SMARCB1-deficient Medullary-Like Renal Cell Carcinoma Without SMARCB1/INI1 Gene Deletion

High-grade renal cell carcinoma with morphology and immunophenotypic features identical to renal medullary carcinoma, occurring in a patient without evidence of sickle cell trait or disease, is proposed to be diagnosed as renal cell carcinoma unclassified with medullary phenotype (RCCU-MP) and classified as a subtype of SMARCB1-deficient renal medullary carcinoma in the World Health Organization (WHO) 2022 edition. So far, about twelve tumors of RCCU-MP have been reported in the literature. Herein, we extend this observation to a tumor of RCCU-MP in a 39-year-old patient, morphologically similar to renal medullary carcinoma.

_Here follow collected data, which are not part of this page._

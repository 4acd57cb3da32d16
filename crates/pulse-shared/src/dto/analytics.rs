use std::collections::BTreeMap;

use chrono::{DateTime, Utc};
use serde::{Deserialize, Serialize};
use uuid::Uuid;

/// Counters for create; omitted fields default to zero.
#[derive(Debug, Clone, Default, Serialize, Deserialize)]
#[serde(default)]
pub struct AnalyticsCreateRequest {
    pub reactions_like: i64,
    pub reactions_praise: i64,
    pub reactions_empathy: i64,
    pub reactions_interest: i64,
    pub reactions_appreciation: i64,
    pub total_impressions: i64,
    pub total_shares: i64,
    pub total_comments: i64,
}

/// Partial update; omitted fields stay unchanged.
#[derive(Debug, Clone, Default, Serialize, Deserialize)]
#[serde(default)]
pub struct AnalyticsUpdateRequest {
    pub reactions_like: Option<i64>,
    pub reactions_praise: Option<i64>,
    pub reactions_empathy: Option<i64>,
    pub reactions_interest: Option<i64>,
    pub reactions_appreciation: Option<i64>,
    pub total_impressions: Option<i64>,
    pub total_shares: Option<i64>,
    pub total_comments: Option<i64>,
}

#[derive(Debug, Clone, Serialize, Deserialize)]
pub struct ReactionIncrementRequest {
    pub reaction_type: String,
    #[serde(default = "default_increment")]
    pub increment: i64,
}

fn default_increment() -> i64 {
    1
}

#[derive(Debug, Clone, Serialize, Deserialize)]
pub struct AnalyticsResponse {
    pub id: Uuid,
    pub post_id: Uuid,
    pub reactions_like: i64,
    pub reactions_praise: i64,
    pub reactions_empathy: i64,
    pub reactions_interest: i64,
    pub reactions_appreciation: i64,
    pub total_impressions: i64,
    pub total_shares: i64,
    pub total_comments: i64,
    pub total_reactions: i64,
    pub total_engagement: i64,
    pub engagement_rate: f64,
    pub created_at: DateTime<Utc>,
    pub updated_at: DateTime<Utc>,
}

/// Chart-friendly view of one post's analytics.
#[derive(Debug, Clone, Serialize, Deserialize)]
pub struct AnalyticsGraphResponse {
    pub post_id: Uuid,
    pub reactions_breakdown: BTreeMap<String, i64>,
    pub engagement_metrics: BTreeMap<String, i64>,
    pub total_engagement: i64,
    pub engagement_rate: f64,
    pub created_at: DateTime<Utc>,
    pub updated_at: DateTime<Utc>,
}

#[derive(Debug, Clone, Default, Serialize, Deserialize)]
pub struct TopPostsQuery {
    pub limit: Option<u32>,
    pub days_back: Option<u32>,
}

#[derive(Debug, Clone, Serialize, Deserialize)]
pub struct TopPostResponse {
    pub post_id: Uuid,
    pub title: String,
    /// Truncated to 200 characters.
    pub content: String,
    pub author_username: String,
    pub author_full_name: Option<String>,
    pub total_engagement: i64,
    pub total_reactions: i64,
    pub total_impressions: i64,
    pub engagement_rate: f64,
}

#[derive(Debug, Clone, Default, Serialize, Deserialize)]
pub struct SummaryQuery {
    pub days: Option<u32>,
}

#[derive(Debug, Clone, Serialize, Deserialize)]
pub struct AnalyticsSummaryResponse {
    pub period_days: u32,
    pub total_posts: u64,
    pub total_impressions: i64,
    pub total_reactions: i64,
    pub total_shares: i64,
    pub total_comments: i64,
    pub total_engagement: i64,
    pub average_engagement_rate: f64,
}

#[derive(Debug, Clone, Default, Serialize, Deserialize)]
pub struct AdminAnalyticsQuery {
    pub limit: Option<u64>,
    pub offset: Option<u64>,
}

SMARCB1 expression was absent by immunohistochemistry, but there was no evidence of hemoglobinopathy. The tumor cells were positive for keratin19, PAX8 and PAX2. GATA3, OCT3/4, and ALK were negative. Fluorescence in situ hybridization was conducted to detect the SMARCB1 gene locus on chromosome 22 (22q11.23 region). The results showed no evidence of deletion or translocation involving the gene. Perirenal lymph node metastases were detected. The patient did not receive any treatment. Six months after surgery, she developed a local recurrence. In addition to SMARCB1 gene deletion or translocation, other factors may be associated with the loss of INI1 (SMARCB1) protein. The presence of perirenal lymph node metastases and recurrence despite nephrectomy is indicative of the poor prognosis of this tumor. Further investigation of the relationship between the loss of SMARCB1 protein and the development of RCCU-MP might improve our understanding of the pathogenesis of this malignant tumor.